Between 1935 and 1936 he was national Minister of Education: as such he promoted a historiography which identified the House of Savoy as the link between Imperial Rome and the Rome of Fascism, and also worked for the centralisation of the administration of the school system. 

On June 20, 1935, he got approved the De Vecchi reform, a bill of law which abolished the distinction between high schools depending from the central government and secondary schools that could be financed by local comune and provinces. The control of the while high school education was centralized on the government who decided scholastic curriculums and applied censorship upon scholastic textbooks before and after their publication.

From 1939 to 1943 he was also president of the Italian Numismatic Institute.

From 1936 to 1941, De Vecchi acted as governor of the Italian Aegean Islands promoting the official use of the Italian language. In the following year he was appointed to the Grand Council of Fascism and on 25 July 1943, he voted in favour of Dino Grandi's order of the day which deposed Benito Mussolini of his role as Fascist Duce (leader). On 1 August 1943 the was promoted to Generale di Divisione and given command of the newly forming 215th Coastal Division in Florence. After the announcement of the Armistice of Cassibile on 8 September 1943 De Vecchi authorized German forces to enter the port of Piombino and forbade any act of resistance. Nevertheless, units of the Royal Italian Navy and Royal Italian Army supported by the local population prevented the Germans from landing at Piombino and killed about 100 and captured over 200 Wehrmacht soldiers. The following day De Vecchi ordered to free the Germans and return their weapons to them, after which he signed the surrender of his Division to the Germans. On 13 September De Vecchi with pass given to him by German field marshal Albert Kesselring left his positions and took refuge in Piedmont.

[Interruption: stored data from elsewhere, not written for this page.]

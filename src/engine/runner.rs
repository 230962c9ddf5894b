use super::events::EngineEvent;
use super::resources::EngineHandles;
use super::runtime::{ScenarioRuntime, StepStatus};
use super::state::State;
use super::steps::{StepAbort, StepRunResult, run_single_step};
use crate::error::ScenarioError;
use crate::scenario::Scenario;
use tracing::{Instrument, debug, info, info_span};

/// 시나리오 실행 결과이다.
#[derive(Debug)]
pub struct ScenarioOutcome {
    /// 모든 Step 실행 후의 상태.
    pub state: State,
    /// Step별 실행 기록.
    pub runtime: ScenarioRuntime,
}

/// Scenario의 Step을 순서대로 하나씩 실행한다.
///
/// 각 Step마다 skip 조건을 먼저 평가하고, 조건이 참이면 부수 효과 없이 건너뛴다.
/// 조기 종료 플래그가 설정되어도 남은 Step은 계속 평가되며 각자 skip 조건으로 빠진다.
/// 치명적 Action 실패나 입력 실패가 발생한 경우에만 중단하며, 이때 오류에 중단 시점 상태가 담긴다.
pub async fn run_scenario(
    scenario: &Scenario,
    state: State,
    handles: &EngineHandles,
) -> Result<ScenarioOutcome, ScenarioError> {
    let mut state = state;
    let mut runtime = ScenarioRuntime::new(scenario);
    info!(scenario = scenario.name(), steps = scenario.len(), "시나리오 실행 시작");
    handles.emit(EngineEvent::ScenarioStarted {
        scenario: scenario.name().to_string(),
        steps: scenario.len(),
    });
    for (step, step_state) in scenario.steps().iter().zip(runtime.steps.iter_mut()) {
        if step.should_skip(&state) {
            debug!(step = step.name(), "skip 조건 충족, 건너뜀");
            step_state.mark_skipped();
            handles.emit(EngineEvent::StepSkipped {
                step: step.name().to_string(),
            });
            continue;
        }
        step_state.mark_started();
        handles.emit(EngineEvent::StepStarted {
            step: step.name().to_string(),
        });
        let span = info_span!("step", name = step.name(), kind = step.kind().label());
        let result = run_single_step(step, &mut state, handles, step_state)
            .instrument(span)
            .await;
        match result {
            Ok(StepRunResult::Success) => {
                step_state.mark_finished(StepStatus::Success);
                handles.emit(EngineEvent::StepFinished {
                    step: step.name().to_string(),
                    success: true,
                });
            }
            Ok(StepRunResult::Recorded(message)) => {
                step_state.mark_finished(StepStatus::Failed(message));
                handles.emit(EngineEvent::StepFinished {
                    step: step.name().to_string(),
                    success: false,
                });
            }
            Err(abort) => {
                let (StepAbort::Fatal(source) | StepAbort::Prompt(source)) = &abort;
                step_state.mark_finished(StepStatus::Failed(format!("{source:#}")));
                handles.emit(EngineEvent::StepFinished {
                    step: step.name().to_string(),
                    success: false,
                });
                finish(scenario, &state, handles);
                let step = step.name().to_string();
                let state = Box::new(state);
                return Err(match abort {
                    StepAbort::Fatal(source) => ScenarioError::Aborted {
                        step,
                        source,
                        state,
                    },
                    StepAbort::Prompt(source) => ScenarioError::Prompt {
                        step,
                        source,
                        state,
                    },
                });
            }
        }
    }
    finish(scenario, &state, handles);
    Ok(ScenarioOutcome { state, runtime })
}
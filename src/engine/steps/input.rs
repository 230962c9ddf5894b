use super::super::resources::EngineHandles;
use super::super::state::State;
use super::{StepAbort, StepRunResult};
use crate::scenario::Prompt;
use serde::Serialize;
use tracing::{info, warn};

/// Input Step을 실행하고 응답을 `state[step_name]`에 저장한다.
pub(super) async fn execute_input(
    step_name: &str,
    prompt: &Prompt,
    state: &mut State,
    handles: &EngineHandles,
) -> Result<StepRunResult, StepAbort> {
    let message = match prompt.message().render(state) {
        Ok(message) => message,
        Err(err) => {
            let text = format!("{err:#}");
            warn!(error = %text, "질문 메시지 렌더링 실패");
            state.record_error(step_name, &err);
            return Ok(StepRunResult::Recorded(text));
        }
    };
    let prompter = handles.prompter();
    match prompt {
        Prompt::Confirm {
            default,
            exit_on_decline,
            ..
        } => {
            let answer = prompter
                .confirm(&message, *default)
                .await
                .map_err(StepAbort::Prompt)?;
            store(state, step_name, answer)?;
            if !answer && *exit_on_decline {
                info!("확인이 거부되어 조기 종료를 요청합니다.");
                state.request_early_exit();
            }
        }
        Prompt::Text { default, .. } => {
            let answer = prompter
                .text(&message, default.as_deref())
                .await
                .map_err(StepAbort::Prompt)?;
            store(state, step_name, answer)?;
        }
        Prompt::Select {
            choices, default, ..
        } => {
            let index = prompter
                .select(&message, choices, *default)
                .await
                .map_err(StepAbort::Prompt)?;
            let choice = pick(choices, index)?;
            store(state, step_name, choice)?;
        }
        Prompt::MultiSelect { choices, .. } => {
            let indexes = prompter
                .multi_select(&message, choices)
                .await
                .map_err(StepAbort::Prompt)?;
            let selected = indexes
                .into_iter()
                .map(|index| pick(choices, index))
                .collect::<Result<Vec<_>, _>>()?;
            store(state, step_name, selected)?;
        }
    }
    Ok(StepRunResult::Success)
}

/// 응답 인덱스에 해당하는 선택지를 찾는다. 범위를 벗어나면 입력 실패로 본다.
fn pick(choices: &[String], index: usize) -> Result<String, StepAbort> {
    choices.get(index).cloned().ok_or_else(|| {
        StepAbort::Prompt(anyhow::anyhow!(
            "선택 인덱스 {index}가 범위를 벗어났습니다. (선택지 {}개)",
            choices.len()
        ))
    })
}

fn store<T: Serialize>(state: &mut State, key: &str, value: T) -> Result<(), StepAbort> {
    state
        .set(key, value)
        .map_err(|err| StepAbort::Fatal(err.into()))
}
use async_trait::async_trait;
use serde::{Deserialize, Serialize};
use std::sync::Arc;
use tracing::info;

mod bridge;
mod scripted;
mod terminal;

pub use bridge::BridgePrompter;
pub use scripted::ScriptedPrompter;
pub use terminal::TerminalPrompter;

/// Prompter는 Input Step이 사용자에게 값을 묻는 추상 계층을 정의한다.
#[async_trait]
pub trait Prompter: Send + Sync {
    /// 예/아니오 확인을 요청한다.
    async fn confirm(&self, message: &str, default: bool) -> anyhow::Result<bool>;

    /// 자유 텍스트 입력을 요청한다.
    async fn text(&self, message: &str, default: Option<&str>) -> anyhow::Result<String>;

    /// 선택지 중 하나를 고르게 하고 인덱스를 반환한다.
    async fn select(
        &self,
        message: &str,
        choices: &[String],
        default: Option<usize>,
    ) -> anyhow::Result<usize>;

    /// 선택지 중 여러 개를 고르게 하고 인덱스 목록을 반환한다.
    async fn multi_select(&self, message: &str, choices: &[String])
    -> anyhow::Result<Vec<usize>>;
}

/// Prompter를 공유하기 위한 Arc 타입 별칭이다.
pub type SharedPrompter = Arc<dyn Prompter>;

/// 입력 요청 종류이다.
#[derive(Debug, Clone, Copy, PartialEq, Eq, Serialize, Deserialize)]
#[serde(rename_all = "snake_case")]
pub enum PromptKind {
    Confirm,
    Text,
    Select,
    MultiSelect,
}

/// 외부 UI로 전달되는 입력 요청 내용이다.
#[derive(Debug, Clone, PartialEq, Eq)]
pub struct PromptRequest {
    /// 요청 종류.
    pub kind: PromptKind,
    /// 사용자에게 보여줄 메시지.
    pub message: String,
    /// 선택지 목록. 선택형이 아니면 비어 있다.
    pub choices: Vec<String>,
    /// 기본 응답의 표시용 문자열.
    pub default: Option<String>,
}

/// 입력 요청에 대한 응답이다.
#[derive(Debug, Clone, PartialEq, Eq, Serialize, Deserialize)]
#[serde(rename_all = "snake_case")]
pub enum PromptAnswer {
    Confirm(bool),
    Text(String),
    Select(usize),
    MultiSelect(Vec<usize>),
}

impl PromptAnswer {
    fn kind(&self) -> PromptKind {
        match self {
            PromptAnswer::Confirm(_) => PromptKind::Confirm,
            PromptAnswer::Text(_) => PromptKind::Text,
            PromptAnswer::Select(_) => PromptKind::Select,
            PromptAnswer::MultiSelect(_) => PromptKind::MultiSelect,
        }
    }

    fn mismatch(&self, expected: PromptKind) -> anyhow::Error {
        anyhow::anyhow!(
            "응답 종류가 요청과 다릅니다: 요청 {expected:?}, 응답 {:?}",
            self.kind()
        )
    }

    pub(crate) fn into_confirm(self) -> anyhow::Result<bool> {
        match self {
            PromptAnswer::Confirm(value) => Ok(value),
            other => Err(other.mismatch(PromptKind::Confirm)),
        }
    }

    pub(crate) fn into_text(self) -> anyhow::Result<String> {
        match self {
            PromptAnswer::Text(value) => Ok(value),
            other => Err(other.mismatch(PromptKind::Text)),
        }
    }

    pub(crate) fn into_select(self, choices: &[String]) -> anyhow::Result<usize> {
        match self {
            PromptAnswer::Select(index) if index < choices.len() => Ok(index),
            PromptAnswer::Select(index) => {
                anyhow::bail!(
                    "선택 인덱스 {index}가 범위를 벗어났습니다. (선택지 {}개)",
                    choices.len()
                )
            }
            other => Err(other.mismatch(PromptKind::Select)),
        }
    }

    pub(crate) fn into_multi_select(self, choices: &[String]) -> anyhow::Result<Vec<usize>> {
        match self {
            PromptAnswer::MultiSelect(indexes) => {
                if let Some(bad) = indexes.iter().find(|i| **i >= choices.len()) {
                    anyhow::bail!(
                        "선택 인덱스 {bad}가 범위를 벗어났습니다. (선택지 {}개)",
                        choices.len()
                    );
                }
                Ok(indexes)
            }
            other => Err(other.mismatch(PromptKind::MultiSelect)),
        }
    }
}

/// DefaultPrompter는 사용자 입력 없이 기본 응답으로 진행하는 구현이다.
#[derive(Debug, Default, Clone)]
pub struct DefaultPrompter {
    /// 모든 확인 요청에 예로 응답할지 여부.
    pub confirm_all: bool,
}

impl DefaultPrompter {
    pub fn new(confirm_all: bool) -> Self {
        Self { confirm_all }
    }
}

#[async_trait]
impl Prompter for DefaultPrompter {
    async fn confirm(&self, message: &str, default: bool) -> anyhow::Result<bool> {
        let answer = self.confirm_all || default;
        info!(prompt = message, answer, "기본 응답으로 확인 처리");
        Ok(answer)
    }

    async fn text(&self, message: &str, default: Option<&str>) -> anyhow::Result<String> {
        let value = default
            .ok_or_else(|| anyhow::anyhow!("기본값이 없는 입력 요청입니다: {message}"))?;
        info!(prompt = message, value, "기본 응답으로 입력 처리");
        Ok(value.to_string())
    }

    async fn select(
        &self,
        message: &str,
        choices: &[String],
        default: Option<usize>,
    ) -> anyhow::Result<usize> {
        if choices.is_empty() {
            anyhow::bail!("선택지가 비어 있습니다: {message}");
        }
        let index = default.unwrap_or(0);
        if index >= choices.len() {
            anyhow::bail!(
                "기본 선택 인덱스 {index}가 범위를 벗어났습니다. (선택지 {}개): {message}",
                choices.len()
            );
        }
        info!(prompt = message, choice = %choices[index], "기본 응답으로 선택 처리");
        Ok(index)
    }

    async fn multi_select(
        &self,
        message: &str,
        _choices: &[String],
    ) -> anyhow::Result<Vec<usize>> {
        info!(prompt = message, "기본 응답으로 다중 선택 처리 (선택 없음)");
        Ok(Vec::new())
    }
}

In early October 1943 De Vecchi went into hiding with the help of the order of the Salesians of Don Bosco, who hid him from Mussolini's Italian Social Republic (Repubblica Sociale Italiana, or RSI), which condemned De Vecchi to death in absentia in the Verona trial in January 1944. The Salesians hid De Vecchi even after the war until 1947 when he escaped to Argentina on a Paraguayan passport.

After returning to Italy in 1949, De Vecchi supported the neo-fascist Italian Social Movement (Movimento Sociale Italiano, or MSI) together with Rodolfo Graziani.  However, he refused to accept any political or institutional office within the MSI.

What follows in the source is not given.